> [Task description]:
Find the lines below in which the string "PathBuf" occurs. Copy each one.

Content starts

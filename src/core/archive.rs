// ─── Archive staging ───
// Archives are unpacked into `work/<stem>`, flattened when they wrap a single
// top-level directory, then renamed into `runtime/<stem>`.

use std::fs;
use std::path::{Path, PathBuf};
use std::time::Instant;

use flate2::read::GzDecoder;
use tracing::{debug, info, warn};

use crate::core::error::{LauncherError, LauncherResult};

#[derive(Debug, Clone, Copy, PartialEq, Eq)]
pub enum ArchiveFormat {
    Zip,
    TarGz,
}

impl ArchiveFormat {
    pub fn detect(path: &Path) -> LauncherResult<Self> {
        let name = path
            .file_name()
            .map(|n| n.to_string_lossy().to_lowercase())
            .unwrap_or_default();
        if name.ends_with(".zip") {
            Ok(ArchiveFormat::Zip)
        } else if name.ends_with(".tar.gz") || name.ends_with(".tgz") {
            Ok(ArchiveFormat::TarGz)
        } else {
            Err(LauncherError::UnsupportedArchive(name))
        }
    }
}

/// Archive file name without its archive extension.
pub fn archive_stem(file_name: &str) -> String {
    let lower = file_name.to_lowercase();
    for ext in [".tar.gz", ".tgz", ".zip"] {
        if lower.ends_with(ext) && lower.len() > ext.len() {
            return file_name[..file_name.len() - ext.len()].to_string();
        }
    }
    file_name.to_string()
}

/// Unpack `archive` and move the result to `runtime_dir/<stem>`.
/// Returns the staged directory.
pub async fn stage_archive(
    archive: &Path,
    work_dir: &Path,
    runtime_dir: &Path,
) -> LauncherResult<PathBuf> {
    let file_name = archive
        .file_name()
        .map(|n| n.to_string_lossy().to_string())
        .ok_or_else(|| LauncherError::UnsupportedArchive(archive.display().to_string()))?;
    let stem = archive_stem(&file_name);
    let scratch = work_dir.join(&stem);
    let target = runtime_dir.join(&stem);

    let started = Instant::now();
    let archive_path = archive.to_path_buf();
    let extract_into = scratch.clone();
    let root = tokio::task::spawn_blocking(move || -> LauncherResult<PathBuf> {
        extract_archive(&archive_path, &extract_into)?;
        single_root(&extract_into)
    })
    .await
    .map_err(|e| LauncherError::Other(format!("Task join error: {e}")))??;
    debug!("Extracted {} in {:?}", file_name, started.elapsed());

    crate::core::paths::create_dir(runtime_dir)?;
    replace_dir(&root, &target).await?;

    if scratch.exists() {
        if let Err(e) = tokio::fs::remove_dir_all(&scratch).await {
            warn!("Failed to clean {:?}: {}", scratch, e);
        }
    }

    info!("Staged {} at {:?}", file_name, target);
    Ok(target)
}

/// Extract `archive` into a fresh `dest` directory.
pub fn extract_archive(archive: &Path, dest: &Path) -> LauncherResult<()> {
    let format = ArchiveFormat::detect(archive)?;

    if dest.exists() {
        fs::remove_dir_all(dest).map_err(|source| LauncherError::Io {
            path: dest.to_path_buf(),
            source,
        })?;
    }
    crate::core::paths::create_dir(dest)?;

    let file = fs::File::open(archive).map_err(|source| LauncherError::Io {
        path: archive.to_path_buf(),
        source,
    })?;

    match format {
        ArchiveFormat::Zip => extract_zip(file, dest),
        ArchiveFormat::TarGz => {
            let mut tar = tar::Archive::new(GzDecoder::new(file));
            tar.set_preserve_permissions(true);
            tar.unpack(dest).map_err(|source| LauncherError::Io {
                path: archive.to_path_buf(),
                source,
            })
        }
    }
}

fn extract_zip(file: fs::File, dest: &Path) -> LauncherResult<()> {
    let mut archive = zip::ZipArchive::new(file)?;

    for index in 0..archive.len() {
        let mut zipped = archive.by_index(index)?;
        let Some(rel_path) = zipped.enclosed_name() else {
            warn!("Skipping unsafe zip entry {}", zipped.name());
            continue;
        };
        let out_path = dest.join(rel_path);

        if zipped.is_dir() {
            crate::core::paths::create_dir(&out_path)?;
            continue;
        }

        if let Some(parent) = out_path.parent() {
            crate::core::paths::create_dir(parent)?;
        }
        let mut out = fs::File::create(&out_path).map_err(|source| LauncherError::Io {
            path: out_path.clone(),
            source,
        })?;
        std::io::copy(&mut zipped, &mut out).map_err(|source| LauncherError::Io {
            path: out_path.clone(),
            source,
        })?;

        #[cfg(unix)]
        {
            use std::os::unix::fs::PermissionsExt;
            if let Some(mode) = zipped.unix_mode() {
                fs::set_permissions(&out_path, fs::Permissions::from_mode(mode & 0o7777))
                    .map_err(|source| LauncherError::Io {
                        path: out_path.clone(),
                        source,
                    })?;
            }
        }
    }

    Ok(())
}

/// The directory an archive actually wraps: its only top-level directory, or
/// the extraction directory itself.
fn single_root(dir: &Path) -> LauncherResult<PathBuf> {
    let entries = fs::read_dir(dir)
        .map_err(|source| LauncherError::Io {
            path: dir.to_path_buf(),
            source,
        })?
        .collect::<Result<Vec<_>, _>>()
        .map_err(|source| LauncherError::Io {
            path: dir.to_path_buf(),
            source,
        })?;

    if let [only] = entries.as_slice() {
        let path = only.path();
        if path.is_dir() {
            return Ok(path);
        }
    }
    Ok(dir.to_path_buf())
}

/// Rename `source` to `target`, keeping the previous `target` as a backup
/// until the swap succeeded.
async fn replace_dir(source: &Path, target: &Path) -> LauncherResult<()> {
    let mut backup_name = target.file_name().map(|n| n.to_os_string()).unwrap_or_default();
    backup_name.push(".backup");
    let backup = target.with_file_name(backup_name);
    if backup.exists() {
        let _ = tokio::fs::remove_dir_all(&backup).await;
    }
    if target.exists() {
        tokio::fs::rename(target, &backup)
            .await
            .map_err(|source| LauncherError::Io {
                path: backup.clone(),
                source,
            })?;
    }

    if let Err(err) = tokio::fs::rename(source, target).await {
        if backup.exists() {
            let _ = tokio::fs::rename(&backup, target).await;
        }
        return Err(LauncherError::Io {
            path: target.to_path_buf(),
            source: err,
        });
    }

    if backup.exists() {
        let _ = tokio::fs::remove_dir_all(&backup).await;
    }
    Ok(())
}

/// Depth-first search for a file called `name` below `root`.
pub fn find_file(root: &Path, name: &str) -> Option<PathBuf> {
    let direct = root.join(name);
    if direct.is_file() {
        return Some(direct);
    }
    let entries = fs::read_dir(root).ok()?;
    for entry in entries.flatten() {
        let path = entry.path();
        if path.is_dir() {
            if let Some(found) = find_file(&path, name) {
                return Some(found);
            }
        }
    }
    None
}

/// chmod 755 on unix; no-op elsewhere.
pub fn make_executable(path: &Path) -> LauncherResult<()> {
    #[cfg(unix)]
    {
        use std::os::unix::fs::PermissionsExt;
        let mut perms = fs::metadata(path)
            .map_err(|source| LauncherError::Io {
                path: path.to_path_buf(),
                source,
            })?
            .permissions();
        perms.set_mode(0o755);
        fs::set_permissions(path, perms).map_err(|source| LauncherError::Io {
            path: path.to_path_buf(),
            source,
        })?;
    }
    #[cfg(not(unix))]
    let _ = path;
    Ok(())
}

Content ends

> [Solution to this exercise]:
use std::path::{Path, PathBuf};
) -> LauncherResult<PathBuf> {
    let root = tokio::task::spawn_blocking(move || -> LauncherResult<PathBuf> {
fn single_root(dir: &Path) -> LauncherResult<PathBuf> {
pub fn find_file(root: &Path, name: &str) -> Option<PathBuf> {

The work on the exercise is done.